An external fixator is a versatile device in this situation and allows multidirectional correction.

2. Principles of modular external fixation

Modular external fixator

The versatility of a modular external fixator is an advantage in the management of children’s fractures and can accommodate age specific variations in fracture biology and anatomy.

An external fixator may be used for definitive management of forearm fractures in children due to the short healing time.

Practical considerations are illustrated in detail in the Basic technique for application of modular external fixator in children.

Specific considerations for the forearm shaft are given below. The procedure illustrates the application of an external fixator in a plastic deformity with osteotomy. The treatment of complete fractures follows identical principles.

Other types of external fixator

Alterative configurations are available and include monolateral or ring systems.

Disadvantages of these systems in children include:

  • Fixed distance of pin insertion defined by the clamp
  • Excessively stiff construct
Pin size in forearm fractures

External fixation is suitable for all ages, but the pin diameter must be appropriate to the size of the bone.

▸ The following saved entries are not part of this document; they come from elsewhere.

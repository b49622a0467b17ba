use std::fmt;
use std::path::{Path, PathBuf};
use std::str::FromStr;

use serde::Deserialize;
use tracing::{debug, info, warn};

use crate::calendar::{DEFAULT_MAX_LEAD_TIME, InitSchedule, TargetMonths, YearInitPair, YearRange, month_of};
use crate::client::Retriever;
use crate::error::{Error, Result};
use crate::request::Request;
use crate::sources::{ERA5_DATASET, SEAS5_DATASET};

/// Bounding box in degrees, sent as `[north, west, south, east]`.
#[derive(Debug, Clone, Copy, PartialEq, Deserialize)]
#[serde(from = "[f64; 4]")]
pub struct Area {
    pub north: f64,
    pub west: f64,
    pub south: f64,
    pub east: f64,
}

impl Area {
    pub const GLOBAL: Area = Area {
        north: 90.0,
        west: -180.0,
        south: -90.0,
        east: 180.0,
    };
}

impl From<[f64; 4]> for Area {
    fn from([north, west, south, east]: [f64; 4]) -> Self {
        Self {
            north,
            west,
            south,
            east,
        }
    }
}

impl From<Area> for [f64; 4] {
    fn from(a: Area) -> Self {
        [a.north, a.west, a.south, a.east]
    }
}

/// Accepts `"N,W,S,E"`, e.g. `"70,-11,30,120"`.
impl FromStr for Area {
    type Err = Error;

    fn from_str(s: &str) -> Result<Self> {
        let parts = s
            .trim()
            .trim_start_matches('[')
            .trim_end_matches(']')
            .split(',')
            .map(|p| {
                p.trim()
                    .parse::<f64>()
                    .map_err(|_| Error::InvalidRequest(format!("invalid area: {s}")))
            })
            .collect::<Result<Vec<f64>>>()?;
        let coords: [f64; 4] = parts
            .try_into()
            .map_err(|_| Error::InvalidRequest(format!("area needs north,west,south,east: {s}")))?;
        Ok(coords.into())
    }
}

/// Everything needed to fetch SEAS5 hindcasts covering `target_months`.
#[derive(Debug, Clone, PartialEq)]
pub struct Seas5Options {
    pub variables: Vec<String>,
    pub target_months: TargetMonths,
    pub area: Area,
    pub folder: PathBuf,
    /// Base years; year-crossing schedules shift early init months forward.
    pub years: YearRange,
    pub system: u32,
    pub max_lead_time: u32,
}

impl Seas5Options {
    pub const DEFAULT_YEARS: YearRange = YearRange {
        first: 1981,
        last: 2016,
    };
    pub const DEFAULT_SYSTEM: u32 = 5;

    pub fn new(
        variables: Vec<String>,
        target_months: TargetMonths,
        area: Area,
        folder: impl Into<PathBuf>,
    ) -> Self {
        Self {
            variables,
            target_months,
            area,
            folder: folder.into(),
            years: Self::DEFAULT_YEARS,
            system: Self::DEFAULT_SYSTEM,
            max_lead_time: DEFAULT_MAX_LEAD_TIME,
        }
    }
}

/// Options for the yearly ERA5 monthly-mean files.
#[derive(Debug, Clone, PartialEq)]
pub struct Era5Options {
    pub variables: Vec<String>,
    pub folder: PathBuf,
    pub grid: [f64; 2],
    pub months: Vec<u32>,
    pub area: Area,
    pub years: YearRange,
}

impl Era5Options {
    pub const DEFAULT_YEARS: YearRange = YearRange {
        first: 1979,
        last: 2020,
    };
    /// Matches the SEAS5 1x1 degree grid.
    pub const DEFAULT_GRID: [f64; 2] = [1.0, 1.0];

    pub fn new(variables: Vec<String>, folder: impl Into<PathBuf>) -> Self {
        Self {
            variables,
            folder: folder.into(),
            grid: Self::DEFAULT_GRID,
            months: (1..=12).collect(),
            area: Area::GLOBAL,
            years: Self::DEFAULT_YEARS,
        }
    }
}

/// One forecast file: which year and init month, the lead times to ask for,
/// and where it lands.
#[derive(Debug, Clone, PartialEq, Eq)]
pub struct PlannedRequest {
    pub pair: YearInitPair,
    pub lead_times: Vec<u32>,
    pub target: PathBuf,
}

impl fmt::Display for PlannedRequest {
    fn fmt(&self, f: &mut fmt::Formatter<'_>) -> fmt::Result {
        write!(
            f,
            "year = {} init_month = {} leadtime_month = {:?}",
            self.pair.year, self.pair.init_month, self.lead_times
        )
    }
}

/// Outcome counts of one enumeration run.
#[derive(Debug, Clone, Copy, Default, PartialEq, Eq)]
pub struct Summary {
    pub requested: usize,
    pub skipped: usize,
}

pub fn seas5_path(folder: &Path, pair: YearInitPair) -> PathBuf {
    folder.join(format!("{}{:02}.nc", pair.year, pair.init_month))
}

pub fn era5_path(folder: &Path, year: i32) -> PathBuf {
    folder.join(format!("ERA5_{year}.nc"))
}

/// Every SEAS5 file the target months need, in download order. No I/O.
pub fn plan_seas5(
    target_months: &TargetMonths,
    years: YearRange,
    max_lead_time: u32,
    folder: &Path,
) -> Result<Vec<PlannedRequest>> {
    let schedule = InitSchedule::new(target_months, max_lead_time)?;
    if schedule.is_empty() {
        warn!(%target_months, max_lead_time, "no initialization month reaches these target months");
    }
    debug!(
        target = ?target_months.names(),
        init_months = ?schedule.init_months(),
        crosses_year = schedule.crosses_year(),
        "initialization schedule"
    );

    Ok(schedule
        .pairs(years)
        .into_iter()
        .map(|(pair, lookback)| PlannedRequest {
            pair,
            lead_times: lookback.lead_times.clone(),
            target: seas5_path(folder, pair),
        })
        .collect())
}

pub fn seas5_request(opts: &Seas5Options, planned: &PlannedRequest) -> Request {
    Request::new()
        .format("netcdf")
        .originating_centre("ecmwf")
        .system(opts.system)
        .variable(opts.variables.as_slice())
        .product_type(["monthly_mean"])
        .year(planned.pair.year.to_string())
        .month(format!("{:02}", planned.pair.init_month))
        .leadtime_month(
            planned
                .lead_times
                .iter()
                .map(|l| l.to_string())
                .collect::<Vec<_>>(),
        )
        .area(<[f64; 4]>::from(opts.area))
}

pub fn era5_request(opts: &Era5Options, year: i32) -> Request {
    Request::new()
        .format("netcdf")
        .product_type("monthly_averaged_reanalysis")
        .variable(opts.variables.as_slice())
        .area(<[f64; 4]>::from(opts.area))
        .grid(opts.grid)
        .year(year.to_string())
        .month(
            opts.months
                .iter()
                .map(|m| format!("{m:02}"))
                .collect::<Vec<_>>(),
        )
        .time("00:00")
}

/// Fetch every missing SEAS5 file for `opts`.
///
/// Files already in `opts.folder` are skipped. The first retriever error
/// aborts the run.
pub fn retrieve_seas5<R: Retriever + ?Sized>(retriever: &R, opts: &Seas5Options) -> Result<Summary> {
    check_variables(&opts.variables)?;
    let plan = plan_seas5(&opts.target_months, opts.years, opts.max_lead_time, &opts.folder)?;

    let mut summary = Summary::default();
    for planned in &plan {
        fetch_unless_present(retriever, SEAS5_DATASET, &planned.target, &mut summary, || {
            seas5_request(opts, planned)
        })?;
    }

    info!(requested = summary.requested, skipped = summary.skipped, "SEAS5 retrieval finished");
    Ok(summary)
}

/// Fetch one ERA5 file per year unless it is already in `opts.folder`.
pub fn retrieve_era5<R: Retriever + ?Sized>(retriever: &R, opts: &Era5Options) -> Result<Summary> {
    check_variables(&opts.variables)?;
    for &m in &opts.months {
        month_of(m)?;
    }

    let mut summary = Summary::default();
    for year in opts.years.iter() {
        let target = era5_path(&opts.folder, year);
        fetch_unless_present(retriever, ERA5_DATASET, &target, &mut summary, || {
            era5_request(opts, year)
        })?;
    }

    info!(requested = summary.requested, skipped = summary.skipped, "ERA5 retrieval finished");
    Ok(summary)
}

fn fetch_unless_present<R, F>(
    retriever: &R,
    dataset: &str,
    target: &Path,
    summary: &mut Summary,
    build: F,
) -> Result<()>
where
    R: Retriever + ?Sized,
    F: FnOnce() -> Request,
{
    if target.exists() {
        debug!(target = %target.display(), "already downloaded");
        summary.skipped += 1;
        return Ok(());
    }

    info!(dataset, target = %target.display(), "retrieving");
    retriever.retrieve(dataset, &build(), target)?;
    summary.requested += 1;
    Ok(())
}

fn check_variables(variables: &[String]) -> Result<()> {
    if variables.iter().all(|v| v.trim().is_empty()) {
        return Err(Error::InvalidRequest("at least one variable is required".into()));
    }
    Ok(())
}
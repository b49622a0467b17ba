use std::collections::BTreeMap;

use serde::Serialize;

/// Value type for a request keyword.
///
/// Serialized untagged, so a request maps straight onto the JSON `inputs`
/// object the CDS API expects.
#[derive(Debug, Clone, PartialEq, Serialize)]
#[serde(untagged)]
pub enum RequestValue {
    Str(String),
    Int(i64),
    StrList(Vec<String>),
    FloatList(Vec<f64>),
}

impl From<&str> for RequestValue {
    fn from(value: &str) -> Self {
        RequestValue::Str(value.to_string())
    }
}

impl From<String> for RequestValue {
    fn from(value: String) -> Self {
        RequestValue::Str(value)
    }
}

impl From<u32> for RequestValue {
    fn from(value: u32) -> Self {
        RequestValue::Int(i64::from(value))
    }
}

impl From<Vec<String>> for RequestValue {
    fn from(value: Vec<String>) -> Self {
        RequestValue::StrList(value)
    }
}

impl From<&[String]> for RequestValue {
    fn from(value: &[String]) -> Self {
        RequestValue::StrList(value.to_vec())
    }
}

impl<const N: usize> From<[&str; N]> for RequestValue {
    fn from(value: [&str; N]) -> Self {
        RequestValue::StrList(value.into_iter().map(|s| s.to_string()).collect())
    }
}

impl<const N: usize> From<[f64; N]> for RequestValue {
    fn from(value: [f64; N]) -> Self {
        RequestValue::FloatList(value.to_vec())
    }
}

/// CDS request expressed as keyword/value pairs.
#[derive(Debug, Clone, Default, PartialEq, Serialize)]
#[serde(transparent)]
pub struct Request {
    inner: BTreeMap<String, RequestValue>,
}

impl Request {
    pub fn new() -> Self {
        Self {
            inner: BTreeMap::new(),
        }
    }

    /// Insert a keyword/value pair (value can be a scalar or list).
    pub fn kw(mut self, key: impl Into<String>, value: impl Into<RequestValue>) -> Self {
        self.inner.insert(key.into(), value.into());
        self
    }

    // Convenience builders for the keywords used by the CDS datasets.
    pub fn format(self, v: impl Into<RequestValue>) -> Self {
        self.kw("format", v)
    }

    pub fn variable(self, v: impl Into<RequestValue>) -> Self {
        self.kw("variable", v)
    }

    pub fn product_type(self, v: impl Into<RequestValue>) -> Self {
        self.kw("product_type", v)
    }

    pub fn originating_centre(self, v: impl Into<RequestValue>) -> Self {
        self.kw("originating_centre", v)
    }

    pub fn system(self, v: impl Into<RequestValue>) -> Self {
        self.kw("system", v)
    }

    pub fn year(self, v: impl Into<RequestValue>) -> Self {
        self.kw("year", v)
    }

    pub fn month(self, v: impl Into<RequestValue>) -> Self {
        self.kw("month", v)
    }

    pub fn leadtime_month(self, v: impl Into<RequestValue>) -> Self {
        self.kw("leadtime_month", v)
    }

    pub fn time(self, v: impl Into<RequestValue>) -> Self {
        self.kw("time", v)
    }

    pub fn area(self, v: impl Into<RequestValue>) -> Self {
        self.kw("area", v)
    }

    pub fn grid(self, v: impl Into<RequestValue>) -> Self {
        self.kw("grid", v)
    }

    pub fn get(&self, key: &str) -> Option<&RequestValue> {
        self.inner.get(key)
    }
}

Pins with a thread diameter of 2.5-4.0 mm are suitable for forearm fractures and should be about 1/3 of the bone diameter.

Sequence of pin insertion

Determined by:

  • Fracture morphology
  • Personal preference
Safe zones for pin placement

The forearm anatomy is complex due to the presence of three major neurovascular bundles. Pin placement should avoid these structures.

Read more about Safe zones for pin placement in the ulna .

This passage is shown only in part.